Titel: Schneemann Kostenlos Bücher Online Lesen
Autoren: Jo Nesbø
Vom Netzwerk:
war.
     
    Jonas zeichnete einen Schneemann. Eigentlich sollte er lächeln und singen, er hatte einen fröhlichen Schneemann malen wollen. Aber es gelang ihm nicht. Der Schneemann starrte ihn nur ausdruckslos von dem großen, weißen Papier an. Der riesige Hörsaal um ihn herum war beinahe still. Nur das Kratzen und Klopfen von Vaters Kreide dort vorne auf der Tafel war zu hören, und die Füller der Studenten, die eifrig mitschrieben. Er mochte keine Füller. Wenn man damit schrieb, konnte man nichts ausradieren, nichts verändern, dann blieb alles, was man gezeichnet hatte, für immer da. Als er heute Morgen aufgewacht war, hatte er gedacht, Mama sei wieder zurück und alles wieder in Ordnung. Er rannte ins Schlafzimmer, doch da stand nur Vater, zog sich an und sagte, er solle schnell in seine Kleider springen, da er heute mit in die Universität dürfe. Füller.
    Der Raum fiel zu Vaters Podium hin ab, er erinnerte irgendwie an ein Theater. Vater hatte kein Wort zu den Studenten gesagt, nicht einmal, als er mit Jonas in den Raum gekommen war. Er nickte ihnen nur zu, deutete auf den Platz, auf den Jonas sich setzen sollte, und trat dann an die Tafel, wo er zu schreiben anfing. Die Studenten schienen das gewohnt zu sein, denn sie begannen gleich mitzuschreiben. Die Tafel hatte sich mittlerweile mit Zahlen, kleinen Buchstaben und seltsamen Zeichen gefüllt, die Jonas nicht kannte. Sein Vater hatte ihm einmal erzählt, er schreibe seine Geschichten in einer ganz eigenen Sprache, die man Physik nennt. Als Jonas ihn fragte, ob das auch Märchen seien, erwiderte sein Vater lachend, die Physik sei nur in der Lage, die Wahrheit zu sagen. In dieser Sprache könne man nicht prahlen, selbst wenn man wollte.
    Einige dieser seltsam runden Zeichen waren richtig lustig. Und schön.
    Kreide rieselte auf Vaters Schulter. Eine feine, weiße Schicht, die sich wie Schnee auf den Stoff seiner Jacke legte. Jonas starrte auf den Rücken seines Vaters und versuchte, ihn zu zeichnen. Aber auch das wurde kein fröhlicher Schneemann.
    Plötzlich wurde es vollkommen still im Raum. Alle Füller hatten aufgehört zu schreiben.
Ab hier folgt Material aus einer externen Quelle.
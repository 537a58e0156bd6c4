//! Syntactic validation of five-field cron expressions.
//!
//! Parsing is delegated to `croner`. Schedules are never evaluated.

use croner::Cron;

const FIELD_COUNT: usize = 5;

/// Validate a cron expression such as `*/30 * * * *`.
///
/// Exactly five fields (no seconds), each made of digits, `*`, `/`, `,`
/// and `-`.
pub fn validate(expr: &str) -> Result<(), String> {
    let fields = expr.split_whitespace().count();
    if fields != FIELD_COUNT {
        return Err(format!("expected 5 fields, got {} in {:?}", fields, expr));
    }

    if let Some(c) = expr
        .chars()
        .find(|c| !(c.is_ascii_digit() || c.is_whitespace() || matches!(c, '*' | '/' | ',' | '-')))
    {
        return Err(format!("unexpected {:?} in {:?}", c, expr));
    }

    Cron::new(expr)
        .parse()
        .map(|_| ())
        .map_err(|e| format!("{:?}: {}", expr, e))
}

#[cfg(test)]
mod tests {
    use super::*;

    #[test]
    fn test_accepts_common_schedules() {
        for expr in [
            "0 8 * * *",
            "0 23 * * *",
            "*/30 * * * *",
            "15,45 9-17 * * 1-5",
            "0 0 1 1 0",
            "0 0 * * 7",
            "0-59/5 * * * *",
        ] {
            assert!(validate(expr).is_ok(), "{}", expr);
        }
    }

    #[test]
    fn test_rejects_wrong_field_count() {
        assert!(validate("0 8 * *").is_err());
        assert!(validate("0 8 * * * *").is_err());
        assert!(validate("").is_err());
    }

    #[test]
    fn test_rejects_out_of_range() {
        assert!(validate("60 * * * *").is_err());
        assert!(validate("* 24 * * *").is_err());
        assert!(validate("* * 0 * *").is_err());
        assert!(validate("* * * 13 *").is_err());
        assert!(validate("* * * * 8").is_err());
    }

    #[test]
    fn test_rejects_bad_tokens() {
        assert!(validate("*/0 * * * *").is_err());
        assert!(validate("@daily").is_err());
        assert!(validate("@daily * * * *").is_err());
        assert!(validate("5-1 * * * *").is_err());
        assert!(validate("a * * * *").is_err());
        assert!(validate("0 8 * * MON").is_err());
    }

    #[test]
    fn test_error_names_the_expression() {
        let err = validate("0 25 * * *").unwrap_err();
        assert!(err.contains("0 25 * * *"), "{}", err);
    }
}
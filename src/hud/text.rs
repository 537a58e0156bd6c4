//! Plain-text rendition of a [`View`], used by `hud render` and `hud status`.

use std::fmt::Write;

use super::render::{DashboardView, Element, GateView, Panel, Screen, View};

const GAUGE_WIDTH: usize = 20;

/// Render a view as plain text, one panel after another in column order.
pub fn render_text(view: &View) -> String {
    match &view.screen {
        Screen::Gate(gate) => render_gate(gate),
        Screen::Dashboard(dashboard) => render_dashboard(dashboard),
    }
}

fn render_gate(gate: &GateView) -> String {
    let mut out = String::new();
    let _ = writeln!(out, "{}", gate.eyebrow);
    let _ = writeln!(out, "{}", gate.title);
    let _ = writeln!(out);
    let _ = writeln!(out, "{}", gate.prompt);
    if gate.masked_input.is_empty() {
        let _ = writeln!(out, "[ {} ]", gate.placeholder);
    } else {
        let _ = writeln!(out, "[ {} ]", gate.masked_input);
    }
    if let Some(error) = &gate.error {
        let _ = writeln!(out, "! {}", error);
    }
    let _ = writeln!(out);
    let _ = writeln!(out, "{}", gate.footer);
    out
}

fn render_dashboard(dashboard: &DashboardView) -> String {
    let mut out = String::new();
    let _ = writeln!(out, "{}", dashboard.eyebrow);
    let _ = writeln!(out, "{}", dashboard.title);
    let _ = writeln!(out, "{}", dashboard.subtitle);

    for panel in dashboard.panels() {
        let _ = writeln!(out);
        render_panel(&mut out, panel);
    }

    let _ = writeln!(out);
    let _ = writeln!(out, "{}", dashboard.footer);
    out
}

fn render_panel(out: &mut String, panel: &Panel) {
    let _ = writeln!(out, "== {} ==", panel.title);
    for element in &panel.body {
        let _ = writeln!(out, "{}", render_element(element));
    }
    if let Some(footer) = &panel.footer {
        let _ = writeln!(out, "  {}", footer);
    }
}

fn render_element(element: &Element) -> String {
    match element {
        Element::Item {
            label,
            detail,
            status,
            trailing,
        } => {
            let mut line = match status {
                Some(ind) => format!("  {} {} [{}]", ind.tone.glyph(), label, ind.label),
                None => format!("  - {}", label),
            };
            if let Some(detail) = detail {
                let _ = write!(line, " · {}", detail);
            }
            if let Some(trailing) = trailing {
                let _ = write!(line, " ({})", trailing);
            }
            line
        }
        Element::Metric { label, value } => format!("  {}: {}", label, value),
        Element::Gauge {
            label,
            percent,
            caption,
            ..
        } => {
            let filled = usize::from(*percent) * GAUGE_WIDTH / 100;
            format!(
                "  {} [{}{}] {}",
                label,
                "#".repeat(filled),
                ".".repeat(GAUGE_WIDTH - filled),
                caption
            )
        }
        Element::Heading { text } => format!(" {}", text),
        Element::Note { text, .. } => format!("  {}", text),
    }
}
Denn die Kreide war erstarrt. Sie verharrte ganz oben auf der Tafel, so dass sein Vater den Arm hoch über den Kopf strecken musste, um dorthin zu gelangen. Es sah so aus, als hätte sich das Stück Kreide dort oben festgesetzt und sein Vater hing an der Tafel wie Kojote an einem dünnen Zweig über einem Abgrund. Dann begann die Schulter seines Vaters zu zittern, und Jonas dachte sich, dass er wohl versuchte, die Kreide wieder loszubekommen, damit er weiterschreiben konnte. Aber sie löste sich nicht. Ein Hauchen ging durch den Raum, als hätten alle gleichzeitig den Mund geöffnet und Luft geholt. Endlich gelang es seinem Vater, die Kreide zu lösen. Er ging zur Tür, ohne sich noch einmal umzudrehen, und verschwand. Wahrscheinlich will er eine neue Kreide holen, dachte Jonas. Das Raunen der Stimmen um ihn herum wurde immer lauter. Zwei Worte drangen zu ihm durch. “Frau” und “verschwunden”. Jonas starrte auf die beinahe vollgeschriebene Tafel. Vater hatte schreiben wollen, dass Mama tot war, aber die Kreide konnte nur die Wahrheit schreiben, deswegen hatte sie sich zur Wehr gesetzt. Jonas radierte seinen Schneemann weg. Um ihn herum packten die Leute ihre Sachen zusammen. Die Klappsitze gingen hoch, als sie den Saal verließen.
    Ein Schatten fiel auf den missglückten Schneemann, und Jonas blickte auf.
    Es war der Polizist. Der Große mit dem hässlichen Gesicht und den netten Augen.
    “Kommst du mit? Dann schauen wir mal, ob wir deinen Papa finden “, schlug er vor.
    Harry klopfte vorsichtig an die Bürotür, an der das Schild” Prof. Filip Becker” hing.
    Als er keine Antwort bekam, trat er einfach ein.
    Der Mann hinter dem Schreibtisch hob den Kopf aus den Händen: “Habe ich Herein ge … ?”
    Er verstummte, als er Harry erblickte. Und seinen Sohn, der neben dem Polizisten stand.
    “Jonas! “, rief Filip Becker in einer Mischung aus Verwirrung und Tadel. Seine Augen hatten rote Ränder. “Habe ich nicht gesagt, du sollst still sitzen bleiben?”
    “Ich habe ihn mitgenommen”, entschuldigte ihn Harry. “Ach so?” Becker sah auf die Uhr und stand auf.
    “Ihre Studenten sind schon gegangen”, erklärte Harry.
    “Sind sie das?” Becker ließ sich wieder auf den Stuhl fallen.
    “Ich … ich wollte ihnen nur eine Pause gönnen.” “Ich war da”, sagte Harry.